### [Dataset entries]
■ ■ ■ ■ ■ ■ ■
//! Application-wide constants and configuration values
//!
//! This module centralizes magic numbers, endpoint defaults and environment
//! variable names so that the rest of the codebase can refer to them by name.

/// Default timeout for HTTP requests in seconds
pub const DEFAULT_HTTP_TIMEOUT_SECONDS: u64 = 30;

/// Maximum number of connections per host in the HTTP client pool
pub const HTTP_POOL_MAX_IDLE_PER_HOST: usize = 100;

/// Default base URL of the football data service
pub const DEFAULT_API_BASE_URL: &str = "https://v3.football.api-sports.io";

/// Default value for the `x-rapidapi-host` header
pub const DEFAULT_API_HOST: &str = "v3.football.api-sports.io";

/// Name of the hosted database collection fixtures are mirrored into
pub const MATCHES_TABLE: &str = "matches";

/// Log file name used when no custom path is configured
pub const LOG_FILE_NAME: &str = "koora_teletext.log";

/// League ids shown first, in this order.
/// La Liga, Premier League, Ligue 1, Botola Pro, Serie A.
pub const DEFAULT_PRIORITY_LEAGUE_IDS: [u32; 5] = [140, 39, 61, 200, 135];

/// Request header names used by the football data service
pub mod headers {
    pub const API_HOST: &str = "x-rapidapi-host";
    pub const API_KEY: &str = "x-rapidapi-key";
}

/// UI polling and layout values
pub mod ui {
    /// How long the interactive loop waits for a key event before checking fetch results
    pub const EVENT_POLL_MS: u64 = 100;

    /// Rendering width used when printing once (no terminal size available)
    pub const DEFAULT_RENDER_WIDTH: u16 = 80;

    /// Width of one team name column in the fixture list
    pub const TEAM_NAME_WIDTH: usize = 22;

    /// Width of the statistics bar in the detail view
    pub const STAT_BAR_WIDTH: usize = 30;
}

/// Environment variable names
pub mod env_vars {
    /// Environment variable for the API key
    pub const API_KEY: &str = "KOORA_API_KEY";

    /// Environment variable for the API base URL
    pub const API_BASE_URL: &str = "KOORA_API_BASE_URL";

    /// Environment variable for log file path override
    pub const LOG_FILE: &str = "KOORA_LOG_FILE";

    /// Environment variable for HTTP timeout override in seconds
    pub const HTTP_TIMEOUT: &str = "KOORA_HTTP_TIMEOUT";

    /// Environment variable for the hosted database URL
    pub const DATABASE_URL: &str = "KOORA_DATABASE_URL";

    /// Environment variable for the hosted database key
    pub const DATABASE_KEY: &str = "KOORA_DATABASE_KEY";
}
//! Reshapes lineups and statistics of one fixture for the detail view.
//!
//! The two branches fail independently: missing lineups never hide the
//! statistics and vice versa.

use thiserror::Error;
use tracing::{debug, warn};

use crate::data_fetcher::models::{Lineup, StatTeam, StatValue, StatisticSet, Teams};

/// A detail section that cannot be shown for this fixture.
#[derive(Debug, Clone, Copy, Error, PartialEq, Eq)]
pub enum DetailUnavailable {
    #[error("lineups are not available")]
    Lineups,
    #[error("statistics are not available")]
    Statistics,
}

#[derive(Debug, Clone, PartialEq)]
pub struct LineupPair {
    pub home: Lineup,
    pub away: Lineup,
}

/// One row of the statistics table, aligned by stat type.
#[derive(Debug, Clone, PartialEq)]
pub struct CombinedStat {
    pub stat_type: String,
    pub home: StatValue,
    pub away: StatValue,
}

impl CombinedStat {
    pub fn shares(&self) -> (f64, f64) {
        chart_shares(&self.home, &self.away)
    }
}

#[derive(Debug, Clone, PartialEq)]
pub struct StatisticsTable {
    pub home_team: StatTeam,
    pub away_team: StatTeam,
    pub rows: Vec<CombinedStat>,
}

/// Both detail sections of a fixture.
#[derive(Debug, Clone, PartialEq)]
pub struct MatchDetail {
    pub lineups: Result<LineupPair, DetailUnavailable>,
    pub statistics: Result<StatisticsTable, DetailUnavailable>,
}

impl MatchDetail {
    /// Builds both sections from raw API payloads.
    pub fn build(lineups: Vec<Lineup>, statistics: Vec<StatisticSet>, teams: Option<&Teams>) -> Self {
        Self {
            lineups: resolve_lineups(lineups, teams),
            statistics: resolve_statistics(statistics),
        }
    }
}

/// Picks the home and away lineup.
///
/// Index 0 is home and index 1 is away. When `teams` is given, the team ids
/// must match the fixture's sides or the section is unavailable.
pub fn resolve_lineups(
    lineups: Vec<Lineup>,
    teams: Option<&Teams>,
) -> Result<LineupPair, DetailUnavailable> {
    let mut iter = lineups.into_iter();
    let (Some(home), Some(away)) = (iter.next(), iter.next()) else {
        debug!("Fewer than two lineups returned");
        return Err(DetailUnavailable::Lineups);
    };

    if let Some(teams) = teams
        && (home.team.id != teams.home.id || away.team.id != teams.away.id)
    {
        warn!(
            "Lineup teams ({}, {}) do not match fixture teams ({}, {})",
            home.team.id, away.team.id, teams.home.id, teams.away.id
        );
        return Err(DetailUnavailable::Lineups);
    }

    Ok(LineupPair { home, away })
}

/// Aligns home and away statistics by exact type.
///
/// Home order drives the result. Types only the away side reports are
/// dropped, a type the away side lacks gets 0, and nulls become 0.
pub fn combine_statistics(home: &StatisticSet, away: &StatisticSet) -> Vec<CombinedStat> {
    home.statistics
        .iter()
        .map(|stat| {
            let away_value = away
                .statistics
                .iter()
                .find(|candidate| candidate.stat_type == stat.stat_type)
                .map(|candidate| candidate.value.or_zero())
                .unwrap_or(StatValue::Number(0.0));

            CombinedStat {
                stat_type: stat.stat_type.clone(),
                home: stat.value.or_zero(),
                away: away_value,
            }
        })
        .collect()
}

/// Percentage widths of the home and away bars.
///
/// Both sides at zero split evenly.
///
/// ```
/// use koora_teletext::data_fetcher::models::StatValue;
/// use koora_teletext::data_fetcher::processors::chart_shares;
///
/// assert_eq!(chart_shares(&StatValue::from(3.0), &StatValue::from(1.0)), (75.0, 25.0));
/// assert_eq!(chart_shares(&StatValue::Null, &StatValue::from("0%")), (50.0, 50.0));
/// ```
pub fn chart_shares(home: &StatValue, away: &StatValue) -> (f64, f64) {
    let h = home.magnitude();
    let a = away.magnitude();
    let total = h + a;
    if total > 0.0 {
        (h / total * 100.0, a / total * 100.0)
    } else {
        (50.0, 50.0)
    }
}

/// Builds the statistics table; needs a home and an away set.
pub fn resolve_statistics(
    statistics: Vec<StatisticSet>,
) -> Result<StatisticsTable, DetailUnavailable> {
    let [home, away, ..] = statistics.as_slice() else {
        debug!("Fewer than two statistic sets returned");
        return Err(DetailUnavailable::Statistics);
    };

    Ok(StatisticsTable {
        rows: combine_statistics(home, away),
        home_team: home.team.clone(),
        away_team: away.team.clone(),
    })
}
■ ■ ■ ■ ■ ■ ■
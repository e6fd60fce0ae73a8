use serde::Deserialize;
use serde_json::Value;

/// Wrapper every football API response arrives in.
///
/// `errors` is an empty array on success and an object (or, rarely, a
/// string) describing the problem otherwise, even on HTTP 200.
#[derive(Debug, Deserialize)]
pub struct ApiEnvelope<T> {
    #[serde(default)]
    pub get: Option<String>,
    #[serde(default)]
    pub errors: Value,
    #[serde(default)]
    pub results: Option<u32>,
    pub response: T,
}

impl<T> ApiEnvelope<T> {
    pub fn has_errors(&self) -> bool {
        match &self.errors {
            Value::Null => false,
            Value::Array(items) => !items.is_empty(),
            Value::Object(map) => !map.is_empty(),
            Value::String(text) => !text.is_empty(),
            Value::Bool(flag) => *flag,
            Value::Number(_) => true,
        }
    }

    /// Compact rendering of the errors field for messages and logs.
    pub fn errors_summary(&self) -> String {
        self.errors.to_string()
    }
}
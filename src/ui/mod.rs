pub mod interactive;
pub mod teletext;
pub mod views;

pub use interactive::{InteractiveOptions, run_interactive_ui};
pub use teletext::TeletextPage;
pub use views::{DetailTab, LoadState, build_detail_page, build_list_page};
■ ■ ■ ■ ■ ■ ■
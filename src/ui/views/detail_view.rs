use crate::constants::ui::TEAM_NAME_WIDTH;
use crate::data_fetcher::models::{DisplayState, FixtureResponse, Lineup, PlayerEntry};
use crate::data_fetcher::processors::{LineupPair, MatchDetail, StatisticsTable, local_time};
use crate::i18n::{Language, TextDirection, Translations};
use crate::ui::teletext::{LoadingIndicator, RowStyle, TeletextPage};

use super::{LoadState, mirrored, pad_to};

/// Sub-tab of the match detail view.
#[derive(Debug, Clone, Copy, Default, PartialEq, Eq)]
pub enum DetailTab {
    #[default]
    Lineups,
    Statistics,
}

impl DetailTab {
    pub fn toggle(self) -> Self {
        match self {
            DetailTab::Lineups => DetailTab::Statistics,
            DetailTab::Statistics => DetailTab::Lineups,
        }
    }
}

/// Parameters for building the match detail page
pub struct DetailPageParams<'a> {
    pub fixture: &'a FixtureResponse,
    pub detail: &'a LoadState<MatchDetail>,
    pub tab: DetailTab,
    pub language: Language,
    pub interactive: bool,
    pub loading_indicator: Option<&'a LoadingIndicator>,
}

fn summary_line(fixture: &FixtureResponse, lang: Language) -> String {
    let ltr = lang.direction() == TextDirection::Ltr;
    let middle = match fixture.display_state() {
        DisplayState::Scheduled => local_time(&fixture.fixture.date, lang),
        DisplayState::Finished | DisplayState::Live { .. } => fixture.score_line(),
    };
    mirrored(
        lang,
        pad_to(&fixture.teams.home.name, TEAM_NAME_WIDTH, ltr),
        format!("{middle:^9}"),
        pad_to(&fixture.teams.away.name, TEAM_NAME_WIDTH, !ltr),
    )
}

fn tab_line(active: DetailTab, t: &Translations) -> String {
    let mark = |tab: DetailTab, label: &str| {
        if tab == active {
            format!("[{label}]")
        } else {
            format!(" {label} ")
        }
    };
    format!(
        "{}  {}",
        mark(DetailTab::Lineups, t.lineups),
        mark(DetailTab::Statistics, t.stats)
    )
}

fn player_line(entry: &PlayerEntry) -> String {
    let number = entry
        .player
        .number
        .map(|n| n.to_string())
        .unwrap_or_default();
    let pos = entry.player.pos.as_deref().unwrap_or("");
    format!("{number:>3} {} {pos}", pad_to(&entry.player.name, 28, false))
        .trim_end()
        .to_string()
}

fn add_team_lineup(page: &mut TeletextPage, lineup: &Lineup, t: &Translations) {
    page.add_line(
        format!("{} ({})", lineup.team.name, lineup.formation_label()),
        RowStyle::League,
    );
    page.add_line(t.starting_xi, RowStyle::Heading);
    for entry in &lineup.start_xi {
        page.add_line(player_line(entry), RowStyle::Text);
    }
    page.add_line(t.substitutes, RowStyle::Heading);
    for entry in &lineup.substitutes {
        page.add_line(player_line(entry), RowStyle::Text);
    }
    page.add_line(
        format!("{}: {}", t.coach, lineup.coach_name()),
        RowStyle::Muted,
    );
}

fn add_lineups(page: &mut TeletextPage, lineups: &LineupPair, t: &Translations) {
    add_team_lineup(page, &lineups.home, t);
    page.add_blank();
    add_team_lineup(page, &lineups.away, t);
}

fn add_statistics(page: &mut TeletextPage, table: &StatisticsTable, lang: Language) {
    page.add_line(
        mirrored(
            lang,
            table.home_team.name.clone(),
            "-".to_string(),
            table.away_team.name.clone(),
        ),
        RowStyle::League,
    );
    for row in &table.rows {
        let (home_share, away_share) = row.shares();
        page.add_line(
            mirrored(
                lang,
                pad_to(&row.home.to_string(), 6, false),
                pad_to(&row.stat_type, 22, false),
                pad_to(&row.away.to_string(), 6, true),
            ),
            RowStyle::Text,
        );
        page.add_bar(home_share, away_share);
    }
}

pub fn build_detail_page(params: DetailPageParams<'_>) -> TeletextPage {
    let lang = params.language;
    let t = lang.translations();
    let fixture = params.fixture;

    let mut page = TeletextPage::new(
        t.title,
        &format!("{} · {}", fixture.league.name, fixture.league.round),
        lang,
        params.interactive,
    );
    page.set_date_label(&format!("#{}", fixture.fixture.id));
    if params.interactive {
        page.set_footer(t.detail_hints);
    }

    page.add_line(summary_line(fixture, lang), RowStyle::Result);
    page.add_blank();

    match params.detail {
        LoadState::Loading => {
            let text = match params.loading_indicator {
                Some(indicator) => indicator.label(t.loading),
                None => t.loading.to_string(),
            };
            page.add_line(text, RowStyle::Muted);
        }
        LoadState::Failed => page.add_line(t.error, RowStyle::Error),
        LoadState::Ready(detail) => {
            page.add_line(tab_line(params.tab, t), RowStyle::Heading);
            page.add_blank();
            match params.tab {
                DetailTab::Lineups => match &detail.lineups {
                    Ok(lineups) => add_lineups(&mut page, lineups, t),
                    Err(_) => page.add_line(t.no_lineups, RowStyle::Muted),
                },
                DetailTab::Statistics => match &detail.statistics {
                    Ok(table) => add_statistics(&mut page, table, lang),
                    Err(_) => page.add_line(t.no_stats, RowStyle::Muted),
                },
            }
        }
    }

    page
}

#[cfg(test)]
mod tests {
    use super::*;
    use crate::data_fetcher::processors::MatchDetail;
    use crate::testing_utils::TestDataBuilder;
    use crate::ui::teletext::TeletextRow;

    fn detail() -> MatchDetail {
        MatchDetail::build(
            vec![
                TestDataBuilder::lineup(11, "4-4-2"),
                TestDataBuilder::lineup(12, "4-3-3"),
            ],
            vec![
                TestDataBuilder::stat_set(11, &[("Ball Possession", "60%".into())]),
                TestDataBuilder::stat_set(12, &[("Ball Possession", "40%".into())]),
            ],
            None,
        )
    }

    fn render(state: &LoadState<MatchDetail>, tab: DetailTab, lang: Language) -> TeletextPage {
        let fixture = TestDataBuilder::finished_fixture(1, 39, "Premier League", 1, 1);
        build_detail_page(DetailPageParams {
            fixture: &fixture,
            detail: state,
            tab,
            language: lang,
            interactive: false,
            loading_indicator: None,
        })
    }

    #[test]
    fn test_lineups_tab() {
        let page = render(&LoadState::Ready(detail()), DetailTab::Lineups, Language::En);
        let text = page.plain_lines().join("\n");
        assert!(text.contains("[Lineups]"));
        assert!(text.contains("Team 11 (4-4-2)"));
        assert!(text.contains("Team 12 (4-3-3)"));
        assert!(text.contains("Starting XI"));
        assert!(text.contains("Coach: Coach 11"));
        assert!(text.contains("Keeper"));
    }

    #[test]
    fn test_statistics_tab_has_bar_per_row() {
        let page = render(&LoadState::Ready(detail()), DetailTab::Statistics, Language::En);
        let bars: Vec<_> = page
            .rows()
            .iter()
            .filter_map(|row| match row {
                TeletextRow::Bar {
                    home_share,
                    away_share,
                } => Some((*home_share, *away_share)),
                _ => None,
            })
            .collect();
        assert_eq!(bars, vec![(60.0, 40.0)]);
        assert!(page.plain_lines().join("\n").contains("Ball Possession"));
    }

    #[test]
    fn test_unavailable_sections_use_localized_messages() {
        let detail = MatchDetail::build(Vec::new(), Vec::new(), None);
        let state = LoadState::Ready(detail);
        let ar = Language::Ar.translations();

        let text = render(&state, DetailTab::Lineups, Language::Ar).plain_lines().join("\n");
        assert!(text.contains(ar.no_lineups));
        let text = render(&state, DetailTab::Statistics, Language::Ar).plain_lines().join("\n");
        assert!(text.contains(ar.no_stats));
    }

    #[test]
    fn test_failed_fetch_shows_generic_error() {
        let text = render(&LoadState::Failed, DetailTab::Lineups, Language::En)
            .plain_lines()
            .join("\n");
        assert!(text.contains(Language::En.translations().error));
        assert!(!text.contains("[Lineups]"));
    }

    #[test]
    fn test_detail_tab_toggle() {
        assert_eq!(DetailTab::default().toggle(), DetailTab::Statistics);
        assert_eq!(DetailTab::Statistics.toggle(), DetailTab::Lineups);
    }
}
■ ■ ■ ■ ■ ■ ■
Every line from the line containing "and configuration values" through the line containing "are mirrored into" in the records above must be retyped exactly. Leave out the rest.

### [TASK OUTPUT]
//! Application-wide constants and configuration values
//!
//! This module centralizes magic numbers, endpoint defaults and environment
//! variable names so that the rest of the codebase can refer to them by name.

/// Default timeout for HTTP requests in seconds
pub const DEFAULT_HTTP_TIMEOUT_SECONDS: u64 = 30;

/// Maximum number of connections per host in the HTTP client pool
pub const HTTP_POOL_MAX_IDLE_PER_HOST: usize = 100;

/// Default base URL of the football data service
pub const DEFAULT_API_BASE_URL: &str = "https://v3.football.api-sports.io";

/// Default value for the `x-rapidapi-host` header
pub const DEFAULT_API_HOST: &str = "v3.football.api-sports.io";

/// Name of the hosted database collection fixtures are mirrored into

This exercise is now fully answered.